It’s just obvious to me – and I have been called crazy by folks around here, so who knows what strange and perverted things goes on in my head - that the problem isn’t with Serie A, but with the lack of prospects and age when they eventually leave the Primavera.

If a player has only experienced Primavera football and he’s 20 years old, then it will take longer – maybe too long, if its going to happen at all, for that player to adjust to a more competitive milieu where it’s dog eat dog and results are life and death. Can the player eventually adjust? Yes, see also the example of Mario above. Does it happen often enough to be considered a viable solution to this problem? If it was, would we be having this problem?

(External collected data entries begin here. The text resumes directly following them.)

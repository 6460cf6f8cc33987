use std::cmp::{max, min, Ordering};
use std::fmt::{Debug, Formatter};

use crate::bits::{add_with_carry, div_wide, join, leading_zeroes_count, mul_add, split, sub_with_borrow};
use crate::error::{BigIntError, Result};
use crate::store::LimbStore;
use crate::{BigInt, Limb, Wide};

impl Debug for BigInt {
    fn fmt(&self, f: &mut Formatter<'_>) -> std::fmt::Result {
        write!(f, "BigInt{{neg:{};limbs:{:?}}}", self.neg, self.mag)
    }
}

// Pop most-significant zero limbs.
pub(crate) fn trim(mag: &mut LimbStore) -> Result<()> {
    while mag.last() == Some(0) {
        mag.pop()?;
    }
    Ok(())
}

// Compare two magnitudes: by length first, then limb by limb from the most-significant end.
// Both must be trimmed.
pub(crate) fn cmp_mag(a: &LimbStore, b: &LimbStore) -> Ordering {
    a.len().cmp(&b.len())
        .then_with(|| a.as_slice().iter().rev().cmp(b.as_slice().iter().rev()))
}

fn add_mag(a: &LimbStore, b: &LimbStore) -> Result<LimbStore> {
    let mut sum = LimbStore::new();
    let mut carry: Limb = 0;
    for i in 0..max(a.len(), b.len()) {
        let (s, c) = add_with_carry(a.get(i), b.get(i), carry);
        sum.push(s)?;
        carry = c;
    }
    if carry > 0 {
        sum.push(carry)?;
    }
    Ok(sum)
}

// a - b, where a >= b. The result is not trimmed.
fn sub_mag(a: &LimbStore, b: &LimbStore) -> Result<LimbStore> {
    let mut diff = LimbStore::new();
    let mut borrow: Limb = 0;
    for i in 0..a.len() {
        let (d, b_out) = sub_with_borrow(a.get(i), b.get(i), borrow);
        diff.push(d)?;
        borrow = b_out;
    }
    debug_assert_eq!(borrow, 0, "sub_mag - minuend smaller than subtrahend");
    Ok(diff)
}

// a * m, one limb longer than 'a' when the final carry is non-zero.
pub(crate) fn mul_limb(a: &LimbStore, m: Limb) -> Result<LimbStore> {
    let mut prod = LimbStore::new();
    let mut carry: Limb = 0;
    for &x in a.as_slice() {
        let (lo, c) = mul_add(x, m, 0, carry);
        prod.push(lo)?;
        carry = c;
    }
    if carry > 0 {
        prod.push(carry)?;
    }
    Ok(prod)
}

// Divide by a single non-zero limb.
// The quotient keeps the length of 'a' and is not trimmed.
pub(crate) fn short_div(a: &LimbStore, d: Limb) -> Result<(/* quotient */ LimbStore, /* remainder */ Limb)> {
    let mut q = LimbStore::zeroed(a.len())?;
    let mut rem: Limb = 0;
    for i in (0..a.len()).rev() {
        let (qi, r) = div_wide(rem, a.get(i), d);
        q.set(i, qi)?;
        rem = r;
    }
    Ok((q, rem))
}

// Is the window rem[at..at + width] below 'trial'? Compares from the most-significant limb.
fn window_less(rem: &LimbStore, trial: &LimbStore, at: usize, width: usize) -> bool {
    for k in (0..width).rev() {
        let (x, y) = (rem.get(at + k), trial.get(k));
        if x != y {
            return x < y
        }
    }
    false
}

// rem[at..at + width] -= trial
fn sub_window(rem: &mut LimbStore, trial: &LimbStore, at: usize, width: usize) -> Result<()> {
    let mut borrow: Limb = 0;
    for k in 0..width {
        let (d, b_out) = sub_with_borrow(rem.get(at + k), trial.get(k), borrow);
        rem.set(at + k, d)?;
        borrow = b_out;
    }
    debug_assert_eq!(borrow, 0, "sub_window - trial product exceeds the window");
    Ok(())
}

// Knuth's Algorithm D on magnitudes.
// pre-conditions: 'b' is trimmed with at least two limbs; a >= b.
fn long_div(a: &LimbStore, b: &LimbStore) -> Result<LimbStore> {
    let n = b.len();
    debug_assert!(n >= 2 && a.len() >= n);
    // scale both operands so the leading divisor limb is at least BASE/2.
    let f = (BigInt::BASE / (b.get(n - 1) as Wide + 1)) as Limb;
    let divisor = mul_limb(b, f)?;
    debug_assert_eq!(divisor.len(), n);
    let mut rem = mul_limb(a, f)?;
    rem.push(0)?;
    let top = divisor.get(n - 1) as Wide;
    log::trace!("long_div - {} by {} limbs, scale {f}", a.len(), n);

    let mut quotient = LimbStore::new();
    for i in (0..rem.len() - n).rev() {
        // estimate from the two leading limbs of the window; never too small.
        let r = join(rem.get(i + n), rem.get(i + n - 1));
        let mut qt = min(r / top, BigInt::BASE - 1) as Limb;
        let mut trial = mul_limb(&divisor, qt)?;
        while window_less(&rem, &trial, i, n + 1) {
            qt -= 1;
            trial = sub_mag(&trial, &divisor)?;
            log::trace!("long_div - corrected quotient limb {i} to {qt:#x}");
        }
        sub_window(&mut rem, &trial, i, n + 1)?;
        quotient.push(qt)?;
    }
    // limbs were collected most-significant first.
    quotient.reverse()?;
    Ok(quotient)
}

impl BigInt {
    pub const BASE: Wide = 1 << Limb::BITS;

    pub(crate) fn valid(&self) {
        #[cfg(any(debug_assertions, release_test))]
        {
            assert_ne!(self.mag.last(), Some(0), "BigInt::valid - most-significant zero limb");
            assert!(!(self.neg && self.mag.is_empty()), "BigInt::valid - negative zero");
        }
    }

    pub fn zero() -> Self {
        BigInt { neg: false, mag: LimbStore::new() }
    }

    pub fn one() -> Self {
        BigInt::from_wide(false, 1)
    }

    // Never allocates: a wide word fits inline.
    fn from_wide(neg: bool, v: Wide) -> Self {
        let mag = match split(v) {
            (0, 0) => LimbStore::new(),
            (lo, 0) => LimbStore::inline(&[lo]),
            (lo, hi) => LimbStore::inline(&[lo, hi]),
        };
        let n = BigInt { neg: neg && v != 0, mag };
        n.valid();
        n
    }

    /// Builds a value from a sign and little-endian limbs, trimming most-significant zeros.
    pub fn from_parts(neg: bool, mut mag: LimbStore) -> Result<Self> {
        trim(&mut mag)?;
        let n = BigInt { neg: neg && !mag.is_empty(), mag };
        n.valid();
        Ok(n)
    }

    pub fn from_limbs(neg: bool, limbs: &[Limb]) -> Result<Self> {
        BigInt::from_parts(neg, LimbStore::from_slice(limbs)?)
    }

    pub fn is_zero(&self) -> bool {
        self.mag.is_empty()
    }

    pub fn is_negative(&self) -> bool {
        self.neg
    }

    // -1, 0 or 1
    pub fn signum(&self) -> i32 {
        match (self.neg, self.is_zero()) {
            (_, true) => 0,
            (true, _) => -1,
            _ => 1,
        }
    }

    /// The magnitude, least-significant limb first.
    pub fn limbs(&self) -> &[Limb] {
        self.mag.as_slice()
    }

    pub(crate) fn mag(&self) -> &LimbStore {
        &self.mag
    }

    pub fn limb_len(&self) -> usize {
        self.mag.len()
    }

    // number of significant bits in the magnitude
    pub fn bits(&self) -> u64 {
        match self.mag.last() {
            None => 0,
            Some(top) => self.mag.len() as u64 * Limb::BITS as u64 - leading_zeroes_count(top) as u64,
        }
    }

    pub fn negated(&self) -> BigInt {
        let mut n = self.clone();
        n.neg = !n.neg && !n.is_zero();
        n
    }

    pub fn abs(&self) -> BigInt {
        BigInt { neg: false, mag: self.mag.clone() }
    }

    /// Exchanges two values without copying limbs.
    pub fn swap(&mut self, other: &mut BigInt) {
        std::mem::swap(&mut self.neg, &mut other.neg);
        self.mag.swap(&mut other.mag);
    }

    pub fn try_add(&self, rhs: &BigInt) -> Result<BigInt> {
        if self.neg == rhs.neg {
            return BigInt::from_parts(self.neg, add_mag(&self.mag, &rhs.mag)?)
        }
        // differing signs: subtract the smaller magnitude from the larger one,
        // whose sign the result takes.
        match cmp_mag(&self.mag, &rhs.mag) {
            Ordering::Less => BigInt::from_parts(rhs.neg, sub_mag(&rhs.mag, &self.mag)?),
            _ => BigInt::from_parts(self.neg, sub_mag(&self.mag, &rhs.mag)?),
        }
    }

    pub fn try_sub(&self, rhs: &BigInt) -> Result<BigInt> {
        self.try_add(&rhs.negated())
    }

    // elementary school-book multiplication
    pub fn try_mul(&self, rhs: &BigInt) -> Result<BigInt> {
        if self.is_zero() || rhs.is_zero() {
            return Ok(BigInt::zero())
        }
        let (a, b) = (self.mag.as_slice(), rhs.mag.as_slice());
        // sized up front so the accumulation never reallocates.
        let mut acc = LimbStore::zeroed(a.len() + b.len() + 1)?;
        for (i, &x) in a.iter().enumerate() {
            // clear carry when starting with a new row
            let mut carry: Limb = 0;
            for (j, &y) in b.iter().enumerate() {
                let (lo, c) = mul_add(x, y, acc.get(i + j), carry);
                acc.set(i + j, lo)?;
                carry = c;
            }
            // the column right of this row has not been written yet
            acc.set(i + b.len(), carry)?;
        }
        BigInt::from_parts(self.neg ^ rhs.neg, acc)
    }

    fn quotient(&self, divisor: &BigInt) -> Result<BigInt> {
        if divisor.is_zero() {
            log::debug!("quotient - division by zero");
            return Err(BigIntError::DivideByZero)
        }
        let q = if cmp_mag(&self.mag, &divisor.mag) == Ordering::Less {
            LimbStore::new()
        } else if divisor.mag.len() == 1 {
            short_div(&self.mag, divisor.mag.get(0))?.0
        } else {
            long_div(&self.mag, &divisor.mag)?
        };
        BigInt::from_parts(self.neg ^ divisor.neg, q)
    }

    /// Truncating division: the quotient rounds toward zero and the remainder,
    /// `self - q * divisor`, takes the sign of `self`.
    pub fn divide(&self, divisor: &BigInt) -> Result<(/* quotient */ BigInt, /* remainder */ BigInt)> {
        let q = self.quotient(divisor)?;
        let r = self.try_sub(&q.try_mul(divisor)?)?;
        Ok((q, r))
    }

    pub fn try_div(&self, divisor: &BigInt) -> Result<BigInt> {
        self.quotient(divisor)
    }

    pub fn try_rem(&self, divisor: &BigInt) -> Result<BigInt> {
        Ok(self.divide(divisor)?.1)
    }

    /// Shifts left by `n` bits; a negative `n` shifts right.
    pub fn try_shl(&self, n: i64) -> Result<BigInt> {
        if n < 0 {
            self.shr_bits(n.unsigned_abs())
        } else {
            self.shl_bits(n as u64)
        }
    }

    /// Arithmetic right shift by `n` bits, rounding toward negative infinity.
    /// A negative `n` shifts left.
    pub fn try_shr(&self, n: i64) -> Result<BigInt> {
        if n < 0 {
            self.shl_bits(n.unsigned_abs())
        } else {
            self.shr_bits(n as u64)
        }
    }

    fn shl_bits(&self, n: u64) -> Result<BigInt> {
        if self.is_zero() {
            return Ok(BigInt::zero())
        }
        let small = (n % Limb::BITS as u64) as u32;
        let whole = usize::try_from(n / Limb::BITS as u64)
            .map_err(|_| BigIntError::AllocFailed { requested: usize::MAX })?;
        let scaled = mul_limb(&self.mag, 1 << small)?;
        // the whole-limb part becomes zero limbs below the scaled magnitude.
        let mut mag = LimbStore::zeroed(whole)?;
        for &l in scaled.as_slice() {
            mag.push(l)?;
        }
        BigInt::from_parts(self.neg, mag)
    }

    fn shr_bits(&self, n: u64) -> Result<BigInt> {
        let small = (n % Limb::BITS as u64) as u32;
        let whole = min(n / Limb::BITS as u64, self.mag.len() as u64) as usize;
        let (dropped, kept) = self.mag.as_slice().split_at(whole);
        let (mut q, rem) = short_div(&LimbStore::from_slice(kept)?, 1 << small)?;
        if self.neg && (rem != 0 || dropped.iter().any(|&l| l != 0)) {
            // discarded one-bits round a negative value down
            q = add_mag(&q, &LimbStore::inline(&[1]))?;
        }
        BigInt::from_parts(self.neg, q)
    }

    pub fn inc(&mut self) -> Result<()> {
        let mut next = self.try_add(&BigInt::one())?;
        self.swap(&mut next);
        Ok(())
    }

    pub fn dec(&mut self) -> Result<()> {
        let mut next = self.try_sub(&BigInt::one())?;
        self.swap(&mut next);
        Ok(())
    }
}

impl PartialOrd for BigInt {
    fn partial_cmp(&self, other: &Self) -> Option<Ordering> {
        Some(self.cmp(other))
    }
}

impl Ord for BigInt {
    fn cmp(&self, other: &Self) -> Ordering {
        match (self.neg, other.neg) {
            (false, true) => Ordering::Greater,
            (true, false) => Ordering::Less,
            (false, false) => cmp_mag(&self.mag, &other.mag),
            (true, true) => cmp_mag(&other.mag, &self.mag),
        }
    }
}

impl From<i64> for BigInt {
    fn from(v: i64) -> Self {
        BigInt::from_wide(v < 0, v.unsigned_abs())
    }
}

impl From<i32> for BigInt {
    fn from(v: i32) -> Self {
        BigInt::from(v as i64)
    }
}

impl From<u64> for BigInt {
    fn from(v: u64) -> Self {
        BigInt::from_wide(false, v)
    }
}

impl From<u32> for BigInt {
    fn from(v: u32) -> Self {
        BigInt::from_wide(false, v as Wide)
    }
}

impl TryFrom<&BigInt> for i64 {
    type Error = BigIntError;

    fn try_from(n: &BigInt) -> Result<i64> {
        let overflow = BigIntError::Overflow { target: "i64" };
        if n.mag.len() > 2 {
            return Err(overflow)
        }
        let m = join(n.mag.get(1), n.mag.get(0));
        match n.neg {
            false if m <= i64::MAX as u64 => Ok(m as i64),
            true if m <= i64::MIN.unsigned_abs() => Ok((m as i64).wrapping_neg()),
            _ => Err(overflow),
        }
    }
}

The “solution” last summer of limiting foreign players (non-EU of course) in Serie A is stupid on several levels. These teams drive the economic fortune of the entire industry in Italy and limiting their ability to draw talent from more varied and more populous sources only makes other countries more appealing for that talent which is as much a part of the competition and finances as the spectacle on the field. Hell, the dunderheads at the NFL figured this out years ago… why else do they actually televise the annual parsing of talent between the 32 teams called The Draft. They get phenomenal ratings – and more importantly profits - by letting fans watch old, rich, fat men sitting around in suits making decisions for their club. How does the FIGC think that La Gazzetta makes money during the close season? Limiting the market that fans seem to enjoy – and are willing to invest time and money in - almost as much as the games themselves just seems counterproductive. Serie A should be allowing more scouting and talent evaluations – the more exotic the locale the better – and televising it in real time. Call it the Serie A Channel...

Captain Alibec

Captain Alibec

Why not limit acceptance of non-EU players into Serie B and the Pro Legas (by the way, I want to point out how difficult it is to type Pro Lega so many times when I KNOW that I should be calling this Serie C1 and Serie C2) and making incentives to increase the financial advantage of loans, team twinning and co-ownership deals. How about limiting how many players any one team can have out on loan in the first place, forcing teams to sell young players to lower league teams more often? I also fail to see the big deal if a Serie A team wants to pay the expense of maintaining another team as in a “B” squad. Wouldn’t it put more asses in seats if AS Avellino 1912 could host the future stars of Inter/Roma/Juventus/Milan/Fiorentina/etc.?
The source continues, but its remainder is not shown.